Multimodal Prognostication

• Start the prognostication assessment with an accurate clinical examination, to be performed only after major confounders (for example, residual sedation, hypothermia) have been excluded
• In a comatose patient with a motor response (M) of three or less at 72 hours or more from ROSC, in the absence of confounders, poor outcome is likely when two or more of the following predictors are present: no pupillary and corneal reflexes at 72 hours or more, bilaterally absent N20 somatosensory evoked potential (SSEP) wave at 24 hours or more, highly malignant EEG at over 24 hours, neuron-specific enolase (NSE) >60 mcg/l at 48 hours and/or 72 hours, status myoclonus 72 hours or less, or a diffuse and extensive anoxic injury on brain CT/MRI. Most of these signs can be recorded before 72 hours from ROSC; however, their results will be evaluated only at the time of clinical prognostic assessment. 

Algorithm 2: Neuroprognostication of the Comatose Adult Patient After Resuscitation from Cardiac Arrest

Withdrawal of Life-Sustaining Therapy  

• Separate discussions around withdrawal of life-sustaining therapy (WLST) and the assessment of prognosis for neurological recovery; WLST decisions should consider aspects other than brain injury such as age, comorbidity, general organ function, and the patient’s preferences
• Allocate sufficient time for communication around the level-of-treatment decision within the team and with the relatives. 

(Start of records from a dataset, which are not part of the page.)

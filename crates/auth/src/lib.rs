//! `taproom-auth`: bearer-token authentication, decoupled from HTTP.
//!
//! The API crate owns header extraction; this crate only turns a raw token
//! into verified [`JwtClaims`].

pub mod claims;
pub mod jwt;
pub mod roles;

pub use claims::{JwtClaims, TokenValidationError, validate_claims};
pub use jwt::{Hs256JwtValidator, JwtValidator};
pub use roles::Role;
//! Core domain types for the resource graph.

use std::collections::HashMap;
use std::str::FromStr;

use serde::{Deserialize, Serialize};
use uuid::Uuid;

// ── Tenant ────────────────────────────────────────────────────────

/// Every resource in the store belongs to a tenant.
#[derive(Debug, Clone, Serialize, Deserialize, PartialEq, Eq, Hash)]
pub struct TenantId(pub Uuid);

impl TenantId {
    pub fn new() -> Self {
        Self(Uuid::new_v4())
    }
}

impl Default for TenantId {
    fn default() -> Self {
        Self::new()
    }
}

impl std::fmt::Display for TenantId {
    fn fmt(&self, f: &mut std::fmt::Formatter<'_>) -> std::fmt::Result {
        write!(f, "{}", self.0)
    }
}

impl FromStr for TenantId {
    type Err = uuid::Error;

    fn from_str(s: &str) -> Result<Self, Self::Err> {
        Ok(Self(Uuid::parse_str(s)?))
    }
}

// ── Node Layers ──────────────────────────────────────────────────

/// Which of the two logically disjoint graphs sharing the store a query targets.
///
/// Resource nodes exist twice: the normalized *abstracted* layer that
/// scale-down reads and prunes, and the untouched *original* provenance layer
/// carrying the `Original` label. Every store helper takes a layer explicitly.
#[derive(Debug, Clone, Copy, Serialize, Deserialize, PartialEq, Eq, Hash, Default)]
#[serde(rename_all = "snake_case")]
pub enum NodeLayer {
    #[default]
    Abstracted,
    Original,
}

impl NodeLayer {
    /// Cypher predicate selecting this layer for the node bound to `var`.
    pub fn predicate(&self, var: &str) -> String {
        match self {
            Self::Abstracted => format!("NOT {var}:Original"),
            Self::Original => format!("{var}:Original"),
        }
    }

    /// Whether a node with the given `Original` label flag belongs to this layer.
    pub fn contains(&self, is_original: bool) -> bool {
        match self {
            Self::Abstracted => !is_original,
            Self::Original => is_original,
        }
    }
}

/// Relationship linking abstracted nodes to their original counterparts.
/// Never part of the sampled topology.
pub const LINEAGE_RELATIONSHIP: &str = "SCAN_SOURCE_NODE";

// ── Properties ───────────────────────────────────────────────────

/// Attributes of a single node or relationship.
pub type Properties = serde_json::Map<String, serde_json::Value>;

/// Node id → node attributes, populated once at extraction.
pub type PropertyMap = HashMap<String, Properties>;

Long-Term Outcome After Cardiac Arrest 

• Perform functional assessments of physical and non-physical impairments before discharge from the hospital to identify early rehabilitation needs and refer to rehabilitation if necessary 
• Organise follow-up for all cardiac arrest survivors within 3 months after hospital discharge, including: 
  1. screening for cognitive problems
  2. screening for emotional problems and fatigue
  3. providing information and support for survivors and family members. 

Organ Donation 

• All decisions concerning organ donation must follow local legal and ethical requirements
• Organ donation should be considered in those who have achieved ROSC and who fulfil neurological criteria for death
• In comatose ventilated patients who do not fulfil neurological criteria for death, if a decision to start end-of-life care and withdrawal of life support is made, organ donation should be considered for when circulatory arrest occurs. 

Algorithm 3: Organ Donation after Cardiac Arrest

Recognised Centres of Care

• Adult patients with non-traumatic OHCA should be considered for transport to a recognised centre of care (for example, cardiac arrest centre or heart attack centre) for appropriate specialist treatment, according to local protocols
• Adult patients with a cardiac arrest of presumed cardiac aetiology should be transported directly to a hospital with 24/7 coronary angiography capability.